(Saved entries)
◆ ◆ ◆ ◆ ◆
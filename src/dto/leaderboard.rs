//! Leaderboard projections.

use serde::Serialize;
use utoipa::ToSchema;

/// Standing of one player in a room.
#[derive(Debug, Clone, Serialize, ToSchema, PartialEq, Eq)]
pub struct LeaderboardEntry {
    /// Competition rank (1, 2, 2, 4) on relative-to-par.
    pub position: u32,
    pub player_id: i64,
    pub name: String,
    pub group: Option<String>,
    pub total_strokes: u32,
    pub total_par: u32,
    pub holes_completed: u32,
    /// total_strokes minus total_par; 0 when no holes were played.
    pub relative_to_par: i64,
    pub total_scratches: u32,
    pub total_penalties: u32,
}

/// Leaderboard of a room.
#[derive(Debug, Clone, Serialize, ToSchema)]
pub struct LeaderboardResponse {
    pub tournament_code: String,
    pub entries: Vec<LeaderboardEntry>,
}
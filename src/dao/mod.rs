/// Database model definitions.
pub mod models;
/// Storage abstraction layer for database operations.
pub mod storage;
/// Tournament, score and player directory persistence.
pub mod tournament_store;
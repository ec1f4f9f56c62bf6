use axum::Router;
use utoipa::OpenApi;
use utoipa_swagger_ui::SwaggerUi;

use crate::{services::documentation::ApiDoc, state::SharedState};

/// Path of the Swagger UI.
pub const SWAGGER_UI_PATH: &str = "/docs";
/// Path of the raw OpenAPI document.
pub const OPENAPI_JSON_PATH: &str = "/api-doc/openapi.json";

/// Serve the Swagger UI backed by the generated OpenAPI document.
pub fn router(state: SharedState) -> Router<SharedState> {
    let ui: Router<SharedState> = SwaggerUi::new(SWAGGER_UI_PATH)
        .url(OPENAPI_JSON_PATH, ApiDoc::openapi())
        .into();

    ui.with_state(state)
}
/// Persistent player directory, history, merge and import/export.
pub mod directory_service;
/// OpenAPI documentation generation.
pub mod documentation;
/// Handicap (PPT/PPC) statistics.
pub mod handicap;
/// Health check service.
pub mod health_service;
/// Leaderboard aggregation.
pub mod leaderboard;
/// Player registration into rooms.
pub mod registration_service;
/// Per-hole score sync.
pub mod score_service;
/// Server-Sent Events message generation.
pub mod sse_events;
/// Server-Sent Events streaming for room subscribers.
pub mod sse_service;
/// Storage connection supervisor with reconnect backoff.
pub mod storage_supervisor;
/// Tournament rooms and their lifecycle.
pub mod tournament_service;
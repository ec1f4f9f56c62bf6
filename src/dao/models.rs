use serde::{Deserialize, Serialize};
use std::time::SystemTime;

/// Tournament room persisted by the storage layer.
#[derive(Debug, Clone, Serialize, Deserialize, PartialEq, Eq)]
pub struct TournamentEntity {
    /// Primary key of the tournament.
    pub id: i64,
    /// Room code typed by players to join (upper case, unique).
    pub code: String,
    /// Display name of the tournament.
    pub name: String,
    /// Shared secret authorising director operations.
    pub director_pin: String,
    /// Whether the room still accepts registrations and scores.
    pub is_active: bool,
    /// Whether the director started play.
    pub is_started: bool,
    /// Whether the room has been closed and archived.
    pub is_completed: bool,
    /// Creation timestamp.
    pub created_at: SystemTime,
    /// Last time the tournament row was updated.
    pub updated_at: SystemTime,
}

/// Insert payload for a tournament; the store assigns id and timestamps.
#[derive(Debug, Clone)]
pub struct NewTournament {
    pub code: String,
    pub name: String,
    pub director_pin: String,
}

/// Player registered in exactly one tournament room.
#[derive(Debug, Clone, Serialize, Deserialize, PartialEq, Eq)]
pub struct TournamentPlayerEntity {
    /// Primary key of the tournament player.
    pub id: i64,
    /// Owning tournament.
    pub tournament_id: i64,
    /// Display name used on the leaderboard.
    pub name: String,
    /// Optional group (flight) label.
    pub group: Option<String>,
    /// Link to the persistent player directory, if any.
    pub universal_player_id: Option<i64>,
    /// Player abandoned the round and is hidden from the leaderboard.
    pub did_not_finish: bool,
    /// Registration timestamp.
    pub created_at: SystemTime,
}

/// Insert payload for a tournament player.
#[derive(Debug, Clone)]
pub struct NewTournamentPlayer {
    pub tournament_id: i64,
    pub name: String,
    pub group: Option<String>,
    pub universal_player_id: Option<i64>,
}

/// One recorded hole for one player. At most one row exists per
/// `(tournament_player_id, hole)`.
#[derive(Debug, Clone, Serialize, Deserialize, PartialEq, Eq)]
pub struct TournamentScoreEntity {
    /// Owning tournament, denormalised for room-wide reads.
    pub tournament_id: i64,
    pub tournament_player_id: i64,
    pub hole: u32,
    pub par: u32,
    pub strokes: u32,
    pub scratches: u32,
    pub penalties: u32,
    /// Time of the last submission for this hole.
    pub updated_at: SystemTime,
}

impl TournamentScoreEntity {
    /// Strokes counted for the hole once scratches and penalties are added.
    pub fn total_strokes(&self) -> u32 {
        self.strokes + self.scratches + self.penalties
    }
}

/// Persistent identity in the player directory.
#[derive(Debug, Clone, Serialize, Deserialize, PartialEq, Eq)]
pub struct UniversalPlayerEntity {
    pub id: i64,
    pub name: String,
    pub created_at: SystemTime,
    pub updated_at: SystemTime,
}

/// Where a history entry came from.
#[derive(Debug, Clone, Copy, Serialize, Deserialize, PartialEq, Eq)]
#[serde(rename_all = "snake_case")]
pub enum HistorySource {
    /// Typed in by hand from the directory.
    Manual,
    /// Archived when a tournament was closed.
    Tournament,
}

/// One past tournament result of a universal player.
#[derive(Debug, Clone, Serialize, Deserialize, PartialEq, Eq)]
pub struct PlayerHistoryEntity {
    pub id: i64,
    pub universal_player_id: i64,
    pub tournament_name: String,
    /// Source tournament when the entry was archived automatically.
    pub tournament_id: Option<i64>,
    pub played_at: SystemTime,
    pub holes_played: u32,
    pub total_strokes: u32,
    pub total_par: u32,
    pub scratches: u32,
    pub penalties: u32,
    pub source: HistorySource,
}

/// Insert payload for a history entry.
#[derive(Debug, Clone)]
pub struct NewHistoryEntry {
    pub universal_player_id: i64,
    pub tournament_name: String,
    pub tournament_id: Option<i64>,
    pub played_at: SystemTime,
    pub holes_played: u32,
    pub total_strokes: u32,
    pub total_par: u32,
    pub scratches: u32,
    pub penalties: u32,
    pub source: HistorySource,
}
//! Score sync: last-write-wins upsert of `(player, hole)` rows and leaderboard reads.

use std::time::SystemTime;

use tracing::debug;

use crate::{
    dao::models::TournamentScoreEntity,
    dto::{
        leaderboard::LeaderboardResponse,
        score::{ScoreSummary, SubmitScoreRequest},
    },
    error::ServiceError,
    services::{
        leaderboard::compute_leaderboard, registration_service::find_room_player, sse_events,
        tournament_service,
    },
    state::{SharedState, lifecycle::TournamentPhase},
};

/// Store a hole for a player of the room, replacing any earlier submission.
pub async fn submit_score(
    state: &SharedState,
    code: &str,
    request: SubmitScoreRequest,
) -> Result<ScoreSummary, ServiceError> {
    let max_holes = state.config().max_holes;
    if request.hole == 0 || request.hole > max_holes {
        return Err(ServiceError::InvalidInput(format!(
            "hole must be between 1 and {max_holes}"
        )));
    }

    let (store, tournament) = tournament_service::load_room(state, code).await?;
    if !TournamentPhase::of(&tournament).accepts_play() {
        return Err(ServiceError::InvalidState(format!(
            "tournament {} is closed; scores are read-only",
            tournament.code
        )));
    }
    let player = find_room_player(&store, &tournament, request.tournament_player_id).await?;

    let stored = store
        .upsert_score(TournamentScoreEntity {
            tournament_id: tournament.id,
            tournament_player_id: player.id,
            hole: request.hole,
            par: request.par,
            strokes: request.strokes,
            scratches: request.scratches,
            penalties: request.penalties,
            updated_at: SystemTime::now(),
        })
        .await?;
    debug!(
        code = %tournament.code,
        player_id = player.id,
        hole = stored.hole,
        strokes = stored.strokes,
        "score stored"
    );

    let summary = ScoreSummary::from(&stored);
    sse_events::broadcast_score_submitted(state, &tournament.code, summary.clone());
    sse_events::refresh_leaderboard(state, &store, &tournament).await;
    Ok(summary)
}

/// All stored rows of a room, ordered by player then hole.
pub async fn list_scores(state: &SharedState, code: &str) -> Result<Vec<ScoreSummary>, ServiceError> {
    let (store, tournament) = tournament_service::load_room(state, code).await?;
    let mut scores = store.list_scores(tournament.id).await?;
    scores.sort_by_key(|score| (score.tournament_player_id, score.hole));
    Ok(scores.iter().map(ScoreSummary::from).collect())
}

/// Current standings of a room.
pub async fn leaderboard(
    state: &SharedState,
    code: &str,
) -> Result<LeaderboardResponse, ServiceError> {
    let (store, tournament) = tournament_service::load_room(state, code).await?;
    let players = store.list_tournament_players(tournament.id).await?;
    let scores = store.list_scores(tournament.id).await?;
    Ok(LeaderboardResponse {
        tournament_code: tournament.code,
        entries: compute_leaderboard(&players, &scores),
    })
}

#[cfg(test)]
mod tests {
    use std::sync::Arc;

    use super::*;
    use crate::{
        config::AppConfig,
        dao::tournament_store::{faulty::FaultyTournamentStore, memory::MemoryTournamentStore},
        dto::{player::RegisterPlayerRequest, tournament::CreateTournamentRequest},
        services::registration_service,
        state::AppState,
    };

    async fn room_with_player() -> (SharedState, i64) {
        let state = AppState::new(AppConfig::default());
        state
            .set_store(Arc::new(MemoryTournamentStore::new()))
            .await;
        tournament_service::create_tournament(
            &state,
            CreateTournamentRequest {
                name: "Lakeside".into(),
                director_pin: "9999".into(),
                code: Some("LAKE1".into()),
            },
        )
        .await
        .unwrap();
        let player = registration_service::register_player(
            &state,
            "LAKE1",
            RegisterPlayerRequest {
                name: "Ada".into(),
                group: None,
                universal_player_id: None,
            },
        )
        .await
        .unwrap();
        (state, player.id)
    }

    fn hole(player_id: i64, hole: u32, par: u32, strokes: u32) -> SubmitScoreRequest {
        SubmitScoreRequest {
            tournament_player_id: player_id,
            hole,
            par,
            strokes,
            scratches: 0,
            penalties: 0,
        }
    }

    #[tokio::test]
    async fn resubmission_overwrites_the_hole() {
        let (state, player_id) = room_with_player().await;
        submit_score(&state, "LAKE1", hole(player_id, 1, 3, 4))
            .await
            .unwrap();
        submit_score(&state, "LAKE1", hole(player_id, 1, 3, 5))
            .await
            .unwrap();

        assert_eq!(list_scores(&state, "LAKE1").await.unwrap().len(), 1);
        let board = leaderboard(&state, "LAKE1").await.unwrap();
        let entry = &board.entries[0];
        assert_eq!(entry.total_strokes, 5);
        assert_eq!(entry.relative_to_par, 2);
        assert_eq!(entry.holes_completed, 1);
    }

    #[tokio::test]
    async fn hole_beyond_configured_course_is_rejected() {
        let (state, player_id) = room_with_player().await;
        assert!(matches!(
            submit_score(&state, "LAKE1", hole(player_id, 19, 3, 4)).await,
            Err(ServiceError::InvalidInput(_))
        ));
    }

    #[tokio::test]
    async fn player_of_another_room_is_not_found() {
        let (state, _) = room_with_player().await;
        assert!(matches!(
            submit_score(&state, "LAKE1", hole(9_999, 1, 3, 4)).await,
            Err(ServiceError::NotFound(_))
        ));
    }

    #[tokio::test]
    async fn closed_room_rejects_scores() {
        let (state, player_id) = room_with_player().await;
        tournament_service::close_tournament(&state, "LAKE1", Some("9999"))
            .await
            .unwrap();
        assert!(matches!(
            submit_score(&state, "LAKE1", hole(player_id, 2, 3, 3)).await,
            Err(ServiceError::InvalidState(_))
        ));
    }

    #[tokio::test]
    async fn subscribers_receive_score_then_leaderboard() {
        let (state, player_id) = room_with_player().await;
        let mut receiver = state.rooms().subscribe("LAKE1");
        submit_score(&state, "LAKE1", hole(player_id, 1, 3, 3))
            .await
            .unwrap();

        let first = receiver.recv().await.unwrap();
        let second = receiver.recv().await.unwrap();
        assert_eq!(first.event.as_deref(), Some(sse_events::EVENT_SCORE_SUBMITTED));
        assert_eq!(second.event.as_deref(), Some(sse_events::EVENT_LEADERBOARD));
    }

    #[tokio::test]
    async fn stored_score_is_reported_even_when_leaderboard_refresh_fails() {
        let store = FaultyTournamentStore::new();
        let state = AppState::new(AppConfig::default());
        state.set_store(Arc::new(store.clone())).await;
        tournament_service::create_tournament(
            &state,
            CreateTournamentRequest {
                name: "Harbour".into(),
                director_pin: "4242".into(),
                code: Some("HARB1".into()),
            },
        )
        .await
        .unwrap();
        let player = registration_service::register_player(
            &state,
            "HARB1",
            RegisterPlayerRequest {
                name: "Grace".into(),
                group: None,
                universal_player_id: None,
            },
        )
        .await
        .unwrap();
        let mut receiver = state.rooms().subscribe("HARB1");

        store.fail("list_scores");
        let summary = submit_score(&state, "HARB1", hole(player.id, 1, 3, 4))
            .await
            .unwrap();
        assert_eq!(summary.strokes, 4);
        let event = receiver.recv().await.unwrap();
        assert_eq!(event.event.as_deref(), Some(sse_events::EVENT_SCORE_SUBMITTED));
        assert!(receiver.try_recv().is_err());

        store.heal();
        assert_eq!(list_scores(&state, "HARB1").await.unwrap().len(), 1);
    }
}
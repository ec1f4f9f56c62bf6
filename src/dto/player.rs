//! DTOs for registering players into a room.

use serde::{Deserialize, Serialize};
use utoipa::ToSchema;
use validator::{Validate, ValidationError, ValidationErrors};

use crate::{
    dao::models::TournamentPlayerEntity,
    dto::{format_system_time, validation::validate_not_blank},
};

const MAX_NAME_LEN: usize = 60;
const MAX_GROUP_LEN: usize = 40;

/// Payload sent by a device to add a player to a room.
#[derive(Debug, Deserialize, ToSchema, Validate)]
pub struct RegisterPlayerRequest {
    #[validate(length(min = 1, max = 60), custom(function = "validate_not_blank"))]
    pub name: String,
    #[serde(default)]
    #[validate(length(max = 40))]
    pub group: Option<String>,
    /// Link to an existing directory player.
    #[serde(default)]
    pub universal_player_id: Option<i64>,
}

/// Director edit of a registered player.
#[derive(Debug, Default, Deserialize, ToSchema)]
pub struct UpdatePlayerRequest {
    #[serde(default)]
    pub name: Option<String>,
    /// If not specified, keeps the current group.
    /// If null is specified, clears the group.
    /// If a string is specified, sets the group.
    #[serde(default, with = "::serde_with::rust::double_option")]
    #[schema(value_type = Option<String>)]
    pub group: Option<Option<String>>,
}

impl Validate for UpdatePlayerRequest {
    fn validate(&self) -> Result<(), ValidationErrors> {
        let mut errors = ValidationErrors::new();

        if let Some(ref name) = self.name {
            if let Err(e) = validate_not_blank(name) {
                errors.add("name", e);
            } else if name.chars().count() > MAX_NAME_LEN {
                errors.add("name", too_long("name", MAX_NAME_LEN));
            }
        }

        if let Some(Some(ref group)) = self.group {
            if group.chars().count() > MAX_GROUP_LEN {
                errors.add("group", too_long("group", MAX_GROUP_LEN));
            }
        }

        if errors.is_empty() {
            Ok(())
        } else {
            Err(errors)
        }
    }
}

fn too_long(field: &'static str, max: usize) -> ValidationError {
    let mut err = ValidationError::new("length");
    err.message = Some(format!("{field} must be at most {max} characters").into());
    err
}

/// Toggle the did-not-finish flag.
#[derive(Debug, Deserialize, ToSchema, Validate)]
pub struct SetDnfRequest {
    pub did_not_finish: bool,
}

#[derive(Clone, Debug, Serialize, ToSchema)]
/// Projection of a registered player exposed to REST/SSE clients.
pub struct TournamentPlayerSummary {
    pub id: i64,
    pub tournament_id: i64,
    pub name: String,
    pub group: Option<String>,
    pub universal_player_id: Option<i64>,
    pub did_not_finish: bool,
    pub created_at: String,
}

impl From<&TournamentPlayerEntity> for TournamentPlayerSummary {
    fn from(value: &TournamentPlayerEntity) -> Self {
        Self {
            id: value.id,
            tournament_id: value.tournament_id,
            name: value.name.clone(),
            group: value.group.clone(),
            universal_player_id: value.universal_player_id,
            did_not_finish: value.did_not_finish,
            created_at: format_system_time(value.created_at),
        }
    }
}
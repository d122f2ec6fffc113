// Copyright (c) 2025 Felix Kahle.
//
// Permission is hereby granted, free of charge, to any person obtaining
// a copy of this software and associated documentation files (the
// "Software"), to deal in the Software without restriction, including
// without limitation the rights to use, copy, modify, merge, publish,
// distribute, sublicense, and/or sell copies of the Software, and to
// permit persons to whom the Software is furnished to do so, subject to
// the following conditions:
//
// The above copyright notice and this permission notice shall be
// included in all copies or substantial portions of the Software.
//
// THE SOFTWARE IS PROVIDED "AS IS", WITHOUT WARRANTY OF ANY KIND,
// EXPRESS OR IMPLIED, INCLUDING BUT NOT LIMITED TO THE WARRANTIES OF
// MERCHANTABILITY, FITNESS FOR A PARTICULAR PURPOSE AND
// NONINFRINGEMENT. IN NO EVENT SHALL THE AUTHORS OR COPYRIGHT HOLDERS BE
// LIABLE FOR ANY CLAIM, DAMAGES OR OTHER LIABILITY, WHETHER IN AN ACTION
// OF CONTRACT, TORT OR OTHERWISE, ARISING FROM, OUT OF OR IN CONNECTION
// WITH THE SOFTWARE OR THE USE OR OTHER DEALINGS IN THE SOFTWARE.

use crate::num::integral::{Direction, Integral};

/// Error returned when a non-zero step points away from the stop bound.
///
/// A range from `start` to `stop` can only be walked with a positive step
/// when `start < stop` and with a negative step when `start > stop`. The
/// check happens at construction time, so iteration itself never fails.
///
/// # Examples
///
/// ```rust
/// # use stride_core::range::integral_range::IntegralRange;
/// # use stride_core::num::integral::Direction;
///
/// let err = IntegralRange::new(0, 10, -1).unwrap_err();
/// assert_eq!(err.expected(), Direction::Ascending);
/// assert_eq!(
///     err.to_string(),
///     "invalid step direction: step -1 cannot advance from 0 to 10 (step must be positive)"
/// );
/// ```
#[derive(Debug, Clone, Copy, PartialEq, Eq, Hash)]
pub struct StepDirectionError<T>
where
    T: Integral,
{
    start: T,
    stop: T,
    step: T::Step,
}

impl<T> StepDirectionError<T>
where
    T: Integral,
{
    #[inline]
    pub(crate) fn new(start: T, stop: T, step: T::Step) -> Self {
        Self { start, stop, step }
    }

    /// Returns the start bound of the rejected range.
    #[inline]
    pub fn start(&self) -> T {
        self.start
    }

    /// Returns the stop bound of the rejected range.
    #[inline]
    pub fn stop(&self) -> T {
        self.stop
    }

    /// Returns the rejected step.
    #[inline]
    pub fn step(&self) -> T::Step {
        self.step
    }

    /// Returns the direction the step would have needed to follow.
    #[inline]
    pub fn expected(&self) -> Direction {
        Direction::between(self.start, self.stop)
    }
}

impl<T> std::fmt::Display for StepDirectionError<T>
where
    T: Integral,
{
    fn fmt(&self, f: &mut std::fmt::Formatter<'_>) -> std::fmt::Result {
        let requirement = match self.expected() {
            Direction::Ascending => "step must be positive",
            Direction::Descending => "step must be negative",
            Direction::Empty => "range is empty",
        };
        write!(
            f,
            "invalid step direction: step {} cannot advance from {} to {} ({})",
            self.step, self.start, self.stop, requirement
        )
    }
}

impl<T> std::error::Error for StepDirectionError<T> where T: Integral {}
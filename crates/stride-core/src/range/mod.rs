// Copyright (c) 2025 Felix Kahle.
//
// Permission is hereby granted, free of charge, to any person obtaining
// a copy of this software and associated documentation files (the
// "Software"), to deal in the Software without restriction, including
// without limitation the rights to use, copy, modify, merge, publish,
// distribute, sublicense, and/or sell copies of the Software, and to
// permit persons to whom the Software is furnished to do so, subject to
// the following conditions:
//
// The above copyright notice and this permission notice shall be
// included in all copies or substantial portions of the Software.
//
// THE SOFTWARE IS PROVIDED "AS IS", WITHOUT WARRANTY OF ANY KIND,
// EXPRESS OR IMPLIED, INCLUDING BUT NOT LIMITED TO THE WARRANTIES OF
// MERCHANTABILITY, FITNESS FOR A PARTICULAR PURPOSE AND
// NONINFRINGEMENT. IN NO EVENT SHALL THE AUTHORS OR COPYRIGHT HOLDERS BE
// LIABLE FOR ANY CLAIM, DAMAGES OR OTHER LIABILITY, WHETHER IN AN ACTION
// OF CONTRACT, TORT OR OTHERWISE, ARISING FROM, OUT OF OR IN CONNECTION
// WITH THE SOFTWARE OR THE USE OR OTHER DEALINGS IN THE SOFTWARE.

//! # Integral Ranges
//!
//! Lazy, evenly spaced integer sequences `start, start + step, …` that stop
//! before reaching `stop`, in either direction.
//!
//! ## Submodules
//!
//! - `integral_range`: The immutable `IntegralRange<T>` value type with its
//!   constructors (`to`, `between`, `new`, `to_with_step`), derived `size` and
//!   `length`, random access, membership and conversions from tuples and
//!   `std::ops::Range`.
//! - `cursor`: `RangeCursor<T>`, the forward-only position returned by
//!   `begin()`/`end()`, which clamps at the stop bound when advanced.
//! - `iter`: `IntegralRangeIter<T>`, implementing `Iterator`,
//!   `DoubleEndedIterator`, `ExactSizeIterator` and `FusedIterator`.
//! - `error`: `StepDirectionError<T>`, returned when a step points away from
//!   the stop bound.
//!
//! ## Usage
//!
//! ```rust
//! use stride_core::range::integral_range::IntegralRange;
//!
//! let evens: Vec<u32> = IntegralRange::new(0, 10, 2).unwrap().into_iter().collect();
//! assert_eq!(evens, vec![0, 2, 4, 6, 8]);
//!
//! let countdown: Vec<i32> = IntegralRange::between(3, 0).into_iter().collect();
//! assert_eq!(countdown, vec![3, 2, 1]);
//! ```

pub mod cursor;
pub mod error;
pub mod integral_range;
pub mod iter;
◆ ◆ ◆ ◆ ◆
Display each line of the data where "rows" occurs.

//! Score sync: last-write-wins upsert of `(player, hole)` rows and leaderboard reads.
/// All stored rows of a room, ordered by player then hole.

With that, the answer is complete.